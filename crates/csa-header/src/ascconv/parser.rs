use std::sync::LazyLock;

use regex::Regex;
use tracing::debug;

use super::error::AscconvError;
use super::layout;
use crate::value::{OrderedMap, Value};

static ASSIGNMENT: LazyLock<Regex> =
    LazyLock::new(|| Regex::new(layout::ASSIGNMENT_PATTERN).expect("assignment pattern"));
static SEGMENT: LazyLock<Regex> =
    LazyLock::new(|| Regex::new(layout::SEGMENT_PATTERN).expect("segment pattern"));
static NUMBER: LazyLock<Regex> =
    LazyLock::new(|| Regex::new(layout::NUMBER_PATTERN).expect("number pattern"));

/// A parsed ASCCONV block.
#[derive(Debug, Clone, PartialEq, Default)]
pub struct Ascconv {
    /// Parameter tree in first-assignment order.
    pub protocol: OrderedMap<Value>,
    /// Text skipped before the block (or before the first assignment when
    /// the text carries no `### ASCCONV BEGIN` marker).
    pub preamble: String,
    /// `key=value` tokens from the BEGIN marker line.
    pub attributes: Vec<(String, String)>,
}

/// One step along a parameter path.
#[derive(Debug, Clone, PartialEq, Eq)]
enum Step<'t> {
    Key(&'t str),
    Index(usize),
}

/// Parse an ASCCONV protocol dump.
///
/// `delimiter` is the string quote used by the dump; Siemens protocol tags
/// use a doubled double-quote (`""`).
///
/// # Examples
/// ```
/// use csa_header::ascconv::parse_ascconv;
///
/// let text = "### ASCCONV BEGIN version=1 ###\n\
///             sSliceArray.asSlice[1].dThickness = 2.5\n\
///             tProtocolName = \"\"t1_mprage\"\"\n\
///             ### ASCCONV END ###";
/// let parsed = parse_ascconv(text, "\"\"").unwrap();
/// let slices = parsed.protocol.get("sSliceArray").unwrap().get("asSlice").unwrap();
/// assert!(slices.at(0).unwrap().is_null());
/// assert_eq!(slices.at(1).unwrap().get("dThickness").unwrap().as_f64(), Some(2.5));
/// assert_eq!(parsed.protocol.get("tProtocolName").unwrap().as_str(), Some("t1_mprage"));
/// assert_eq!(parsed.attributes, [("version".to_string(), "1".to_string())]);
/// ```
///
/// # Errors
/// Once the first assignment has been recognized, a malformed path, an
/// unparseable value or an assignment that contradicts an earlier one is an
/// error. Lines without `=`, comments and blank lines are skipped.
pub fn parse_ascconv(text: &str, delimiter: &str) -> Result<Ascconv, AscconvError> {
    let mut ascconv = Ascconv::default();
    let mut framed = false;
    let mut started = false;
    let mut offset = 0;

    for (line_index, raw_line) in text.split('\n').enumerate() {
        let line_start = offset;
        offset += raw_line.len() + 1;
        let line_no = line_index + 1;
        let line = raw_line.trim();

        if !framed {
            if let Some(rest) = line.strip_prefix(layout::BEGIN_MARKER) {
                framed = true;
                started = false;
                ascconv.protocol = OrderedMap::new();
                ascconv.preamble = preamble(text, line_start);
                ascconv.attributes = parse_attributes(rest);
                continue;
            }
        } else if line.starts_with(layout::END_MARKER) {
            break;
        }

        if line.is_empty() || line.starts_with(layout::COMMENT_PREFIX) {
            continue;
        }
        let Some(captures) = ASSIGNMENT.captures(line) else {
            debug!(line = line_no, "skipping non-assignment ASCCONV line");
            continue;
        };
        let path = &captures["path"];
        let raw_value = &captures["value"];

        let assignment = parse_path(path, line_no).and_then(|steps| {
            let value = parse_value(raw_value, delimiter).ok_or_else(|| {
                AscconvError::InvalidValue {
                    line: line_no,
                    value: raw_value.to_string(),
                }
            })?;
            Ok((steps, value))
        });
        let (steps, value) = match assignment {
            Ok(assignment) => assignment,
            Err(err) if started => return Err(err),
            Err(_) => {
                debug!(line = line_no, "skipping ASCCONV preamble line");
                continue;
            }
        };

        if !started {
            started = true;
            if !framed {
                ascconv.preamble = preamble(text, line_start);
            }
        }
        assign(&mut ascconv.protocol, &steps, value).map_err(|()| {
            AscconvError::PathConflict {
                line: line_no,
                path: path.to_string(),
            }
        })?;
    }

    if !started && !framed {
        ascconv.preamble = text.trim_end_matches(['\r', '\n']).to_string();
    }
    Ok(ascconv)
}

/// Parse an ASCCONV fragment with the Siemens `""` string delimiter and
/// return only the parameter tree.
///
/// # Examples
/// ```
/// use csa_header::ascconv::parse_ascconv_text;
///
/// let tree = parse_ascconv_text("PtabAbsStartPosZValid\t = \t0x1\n").unwrap();
/// assert_eq!(tree.get("PtabAbsStartPosZValid").unwrap().as_i64(), Some(1));
/// ```
pub fn parse_ascconv_text(text: &str) -> Result<OrderedMap<Value>, AscconvError> {
    parse_ascconv(text, "\"\"").map(|ascconv| ascconv.protocol)
}

fn preamble(text: &str, end: usize) -> String {
    text[..end.min(text.len())]
        .trim_end_matches(['\r', '\n'])
        .to_string()
}

fn parse_attributes(marker_rest: &str) -> Vec<(String, String)> {
    let body = marker_rest.trim();
    let body = body.strip_suffix(layout::MARKER_SUFFIX).unwrap_or(body);
    body.split_whitespace()
        .filter_map(|token| token.split_once('='))
        .map(|(key, value)| (key.to_string(), value.to_string()))
        .collect()
}

fn parse_path(path: &str, line: usize) -> Result<Vec<Step<'_>>, AscconvError> {
    let invalid = || AscconvError::InvalidPath {
        line,
        path: path.to_string(),
    };

    let mut steps = Vec::new();
    for segment in path.split(layout::PATH_SEPARATOR) {
        let captures = SEGMENT.captures(segment).ok_or_else(invalid)?;
        let name = captures.name("name").ok_or_else(invalid)?;
        steps.push(Step::Key(name.as_str()));
        if let Some(index) = captures.name("index") {
            let index = index
                .as_str()
                .parse::<usize>()
                .ok()
                .filter(|&index| index <= layout::MAX_LIST_INDEX)
                .ok_or_else(invalid)?;
            steps.push(Step::Index(index));
        }
    }
    Ok(steps)
}

/// Infer a scalar from its lexical form: quoted string, hex integer,
/// decimal integer or float.
fn parse_value(raw: &str, delimiter: &str) -> Option<Value> {
    if !delimiter.is_empty() {
        if let Some(rest) = raw.strip_prefix(delimiter) {
            let end = rest.find(delimiter)?;
            return Some(Value::Text(rest[..end].to_string()));
        }
    }

    let token = match raw.find(layout::COMMENT_PREFIX) {
        Some(comment) => raw[..comment].trim_end(),
        None => raw,
    };
    let (negative, unsigned) = match token.strip_prefix('-') {
        Some(rest) => (true, rest),
        None => (false, token),
    };
    if let Some(digits) = layout::HEX_PREFIXES
        .iter()
        .find_map(|prefix| unsigned.strip_prefix(prefix))
    {
        let value = i64::from_str_radix(digits, 16).ok()?;
        return Some(Value::Int(if negative { -value } else { value }));
    }

    if !NUMBER.is_match(token) {
        return None;
    }
    if let Ok(value) = token.parse::<i64>() {
        return Some(Value::Int(value));
    }
    token.parse::<f64>().ok().map(Value::Float)
}

/// Create or extend exactly the path named by `steps` and store `value` at
/// its end. Fails when the path runs through a value of the wrong shape.
fn assign(root: &mut OrderedMap<Value>, steps: &[Step<'_>], value: Value) -> Result<(), ()> {
    let Some((Step::Key(first), rest)) = steps.split_first() else {
        return Err(());
    };
    let mut slot = root.get_or_insert_with(first, || Value::Null);
    for step in rest {
        slot = descend(slot, step)?;
    }
    *slot = value;
    Ok(())
}

fn descend<'v>(slot: &'v mut Value, step: &Step<'_>) -> Result<&'v mut Value, ()> {
    if slot.is_null() {
        *slot = match step {
            Step::Key(_) => Value::Map(OrderedMap::new()),
            Step::Index(_) => Value::List(Vec::new()),
        };
    }
    match (slot, step) {
        (Value::Map(map), Step::Key(key)) => Ok(map.get_or_insert_with(key, || Value::Null)),
        (Value::List(items), &Step::Index(index)) => {
            if items.len() <= index {
                items.resize(index + 1, Value::Null);
            }
            Ok(&mut items[index])
        }
        _ => Err(()),
    }
}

---

→ Activity:
Search the entries above for "first". Return every line that has it.

→ Expected answer:
    /// Parameter tree in first-assignment order.
    /// Text skipped before the block (or before the first assignment when
/// Once the first assignment has been recognized, a malformed path, an
    let Some((Step::Key(first), rest)) = steps.split_first() else {
    let mut slot = root.get_or_insert_with(first, || Value::Null);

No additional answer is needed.